The Origins of State Intervention in the Control of Juvenile Delinquency: The Nebraska Experience
Date of Award
Master of Arts (MA)
Criminology and Criminal Justice
Dr. Sam Walker
Dr. Vince Webb
Dr. Mike Gillespie
The pages that follow trace the origins of Nebraska's experience in official state intervention in the control of juvenile delinquency. The focus is on the developmental stages of the Nebraska juvenile justice system, and is designed to inform the reader about the foundation upon which this system has been built, as well as the assumptions that were implicit in this activity. The early chapters provide a brief overview of efforts to define and prevent juvenile delinquency from colonial times to just prior to the onset of the American Civil War.
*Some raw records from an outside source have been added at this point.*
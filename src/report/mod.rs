// SPDX-License-Identifier: PMPL-1.0-or-later
//! Audit reports and their rendering.
//!
//! An [`AuditReport`] is a snapshot reduced from the findings of one audit
//! pass. Supported output formats:
//! - Text: human-readable findings with WCAG criterion references
//! - JSON: structured report for programmatic consumption
//! - SARIF: Static Analysis Results Interchange Format for IDE/CI integration

mod sarif;

use crate::finding::AuditFinding;
use crate::rules::{Category, WcagLevel};
use crate::scanner::ScanResult;
use chrono::{DateTime, Utc};
use serde::{Deserialize, Serialize};
use std::collections::{BTreeMap, HashSet};
use uuid::Uuid;

/// Output format for reports
#[derive(Debug, Clone, Copy, PartialEq, Eq)]
pub enum OutputFormat {
    /// Human-readable text
    Text,
    /// Structured JSON
    Json,
    /// SARIF for IDE/CI integration
    Sarif,
}

impl std::fmt::Display for OutputFormat {
    fn fmt(&self, f: &mut std::fmt::Formatter<'_>) -> std::fmt::Result {
        match self {
            OutputFormat::Text => write!(f, "text"),
            OutputFormat::Json => write!(f, "json"),
            OutputFormat::Sarif => write!(f, "sarif"),
        }
    }
}

impl std::str::FromStr for OutputFormat {
    type Err = String;

    fn from_str(s: &str) -> Result<Self, Self::Err> {
        match s.to_lowercase().as_str() {
            "text" => Ok(OutputFormat::Text),
            "json" => Ok(OutputFormat::Json),
            "sarif" => Ok(OutputFormat::Sarif),
            other => Err(format!("Unknown output format: {}", other)),
        }
    }
}

/// Passed/failed counts for one grouping
#[derive(Debug, Clone, Copy, Default, PartialEq, Eq, Serialize, Deserialize)]
pub struct Tally {
    pub total: usize,
    pub passed: usize,
    pub failed: usize,
}

impl Tally {
    fn record(&mut self, passed: bool) {
        self.total += 1;
        if passed {
            self.passed += 1;
        } else {
            self.failed += 1;
        }
    }
}

/// Aggregate counts over a report's findings
#[derive(Debug, Clone, PartialEq, Serialize, Deserialize)]
pub struct Summary {
    pub total: usize,
    pub passed: usize,
    pub failed: usize,
    /// Percentage of passing findings; 100 when there are none
    pub pass_rate: f64,
    pub by_level: BTreeMap<WcagLevel, Tally>,
    pub by_category: BTreeMap<Category, Tally>,
}

impl Summary {
    pub fn from_findings(findings: &[AuditFinding]) -> Self {
        let mut overall = Tally::default();
        let mut by_level: BTreeMap<WcagLevel, Tally> = BTreeMap::new();
        let mut by_category: BTreeMap<Category, Tally> = BTreeMap::new();

        for f in findings {
            overall.record(f.passed);
            by_level.entry(f.level).or_default().record(f.passed);
            by_category.entry(f.category).or_default().record(f.passed);
        }

        let pass_rate = if overall.total == 0 {
            100.0
        } else {
            overall.passed as f64 / overall.total as f64 * 100.0
        };

        Self {
            total: overall.total,
            passed: overall.passed,
            failed: overall.failed,
            pass_rate,
            by_level,
            by_category,
        }
    }
}

/// The result of one audit pass
#[derive(Debug, Clone, Serialize, Deserialize)]
pub struct AuditReport {
    /// Unique identifier of this snapshot
    pub id: Uuid,
    pub generated_at: DateTime<Utc>,
    pub findings: Vec<AuditFinding>,
    pub summary: Summary,
    /// Deduplicated suggestions of failing findings, first occurrence first
    pub recommendations: Vec<String>,
}

impl AuditReport {
    pub fn from_findings(findings: Vec<AuditFinding>) -> Self {
        let summary = Summary::from_findings(&findings);
        let recommendations = recommendations(&findings);
        Self {
            id: Uuid::new_v4(),
            generated_at: Utc::now(),
            findings,
            summary,
            recommendations,
        }
    }

    /// Failing findings
    pub fn failures(&self) -> Vec<&AuditFinding> {
        self.findings.iter().filter(|f| f.failed()).collect()
    }

    pub fn is_compliant(&self) -> bool {
        self.summary.failed == 0
    }

    /// Findings for a rule id
    pub fn for_rule(&self, rule: &str) -> Vec<&AuditFinding> {
        self.findings.iter().filter(|f| f.rule == rule).collect()
    }

    /// First finding for a rule id
    pub fn finding(&self, rule: &str) -> Option<&AuditFinding> {
        self.findings.iter().find(|f| f.rule == rule)
    }
}

fn recommendations(findings: &[AuditFinding]) -> Vec<String> {
    let mut seen = HashSet::new();
    findings
        .iter()
        .filter(|f| f.failed())
        .filter_map(|f| f.suggestion.clone())
        .filter(|s| seen.insert(s.clone()))
        .collect()
}

/// Render a single report
pub fn render_report(report: &AuditReport, format: OutputFormat) -> String {
    match format {
        OutputFormat::Text => {
            let mut output = String::new();
            output.push_str("=== Accessibility Audit Report ===\n\n");
            write_text_body(&mut output, report);
            write_result_line(&mut output, report.is_compliant());
            output
        }
        OutputFormat::Json => to_json(report),
        OutputFormat::Sarif => sarif::render(&[(None, report)]),
    }
}

/// Render the per-file reports of a directory scan
pub fn render_scan(scan: &ScanResult, format: OutputFormat) -> String {
    match format {
        OutputFormat::Text => {
            let mut output = String::new();
            output.push_str("=== Accessibility Audit Report ===\n\n");
            if scan.files.is_empty() {
                output.push_str("No auditable files found.\n");
            }
            for file in &scan.files {
                output.push_str(&format!("### {}\n\n", file.path.display()));
                write_text_body(&mut output, &file.report);
            }
            write_result_line(&mut output, !scan.has_failures());
            output
        }
        OutputFormat::Json => to_json(scan),
        OutputFormat::Sarif => {
            let runs: Vec<_> = scan
                .files
                .iter()
                .map(|f| (Some(f.path.as_path()), &f.report))
                .collect();
            sarif::render(&runs)
        }
    }
}

fn to_json<T: Serialize>(value: &T) -> String {
    serde_json::to_string_pretty(value).unwrap_or_else(|e| {
        format!("{{\"error\": \"Failed to serialize report: {}\"}}", e)
    })
}

fn write_text_body(output: &mut String, report: &AuditReport) {
    let s = &report.summary;
    output.push_str(&format!(
        "{} finding(s): {} passed, {} failed ({:.1}% pass rate)\n\n",
        s.total, s.passed, s.failed, s.pass_rate
    ));

    for category in Category::ALL {
        let findings: Vec<&AuditFinding> =
            report.findings.iter().filter(|f| f.category == category).collect();
        if findings.is_empty() {
            continue;
        }

        output.push_str(&format!("--- {} ({}) ---\n", category, findings.len()));

        for finding in findings {
            let status = if finding.passed { "PASS" } else { "FAIL" };
            output.push_str(&format!("[{}] {}: {}\n", status, finding.rule, finding.description));

            if let Some(ref subject) = finding.subject {
                output.push_str(&format!("  Subject: {}\n", subject));
            }

            match finding.criterion {
                Some(ref criterion) => {
                    output.push_str(&format!("  WCAG: {} (Level {})\n", criterion, finding.level))
                }
                None => output.push_str(&format!("  WCAG Level {}\n", finding.level)),
            }

            if let Some(ref issue) = finding.issue {
                output.push_str(&format!("  Issue: {}\n", issue));
            }
        }
        output.push('\n');
    }

    if !report.recommendations.is_empty() {
        output.push_str("Recommendations:\n");
        for rec in &report.recommendations {
            output.push_str(&format!("  - {}\n", rec));
        }
        output.push('\n');
    }
}

fn write_result_line(output: &mut String, compliant: bool) {
    if compliant {
        output.push_str("RESULT: PASS\n");
    } else {
        output.push_str("RESULT: FAIL (accessibility issues found)\n");
    }
}
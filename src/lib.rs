// SPDX-License-Identifier: PMPL-1.0-or-later
//! a11y-auditor - WCAG accessibility and visual compliance auditing
//!
//! Evaluates a UI tree against a battery of WCAG checks and reduces the
//! results into a report with a summary and deduplicated recommendations.
//! The auditor reads its host through three capabilities
//! ([`tree::UiTree`], [`tree::AttributeReader`], [`tree::StyleReader`]), so
//! any tree can be audited. Two hosts ship with the crate: the in-memory
//! [`MemoryTree`] and the HTML adapter [`HtmlDocument`].
//!
//! ## Checks
//!
//! - **Color** (1.4.3): Text/background contrast ratio per unique color pair
//! - **Keyboard** (2.1.1): Interactive elements reachable and operable by keyboard
//! - **Screen reader** (4.1.2/1.1.1/1.3.1): Accessible names, alt text, heading order
//! - **Focus** (2.4.7/2.4.3): Visible focus indicator and positive tabindex order
//! - **Structure** (1.3.1): Landmark presence
//!
//! ## Contrast
//!
//! ```
//! use a11y_auditor::{evaluate_contrast, ContrastLevel};
//!
//! let result = evaluate_contrast("#595959", "#ffffff").unwrap();
//! assert_eq!(result.level, ContrastLevel::AAA);
//! ```

pub mod auditor;
pub mod checks;
pub mod config;
pub mod contrast;
pub mod error;
pub mod finding;
pub mod html;
pub mod report;
pub mod rules;
pub mod scanner;
pub mod tree;

pub use auditor::{run_audit, ComplianceAuditor};
pub use config::AuditConfig;
pub use contrast::{evaluate_contrast, ColorSample, ContrastLevel, ContrastResult};
pub use error::{AuditError, ColorParseError, NodeReadError};
pub use finding::AuditFinding;
pub use html::HtmlDocument;
pub use report::{AuditReport, OutputFormat, Summary};
pub use rules::{Category, Rule, WcagLevel};
pub use tree::{Attribute, ComputedStyle, Element, MemoryTree, NodeId};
It was in this period that some forms of youthful misbehavior gradually came to be dealt with by a state supported system of control and ceased to fall exclusively under the auspices of traditional family discipline. After the Civil War a movement began which consolidated on a national scale correctional efforts which had previously been the concern of individual states acting in relative isolation. This movement will be traced through the activities of the National Conference of Charities and Correction, which during the last quarter of the nineteenth century was unquestionably an organization of prime influence in virtually all areas of "child-saving".
Massey, James L., "The Origins of State Intervention in the Control of Juvenile Delinquency: The Nebraska Experience" (1976). Student Work. 2188.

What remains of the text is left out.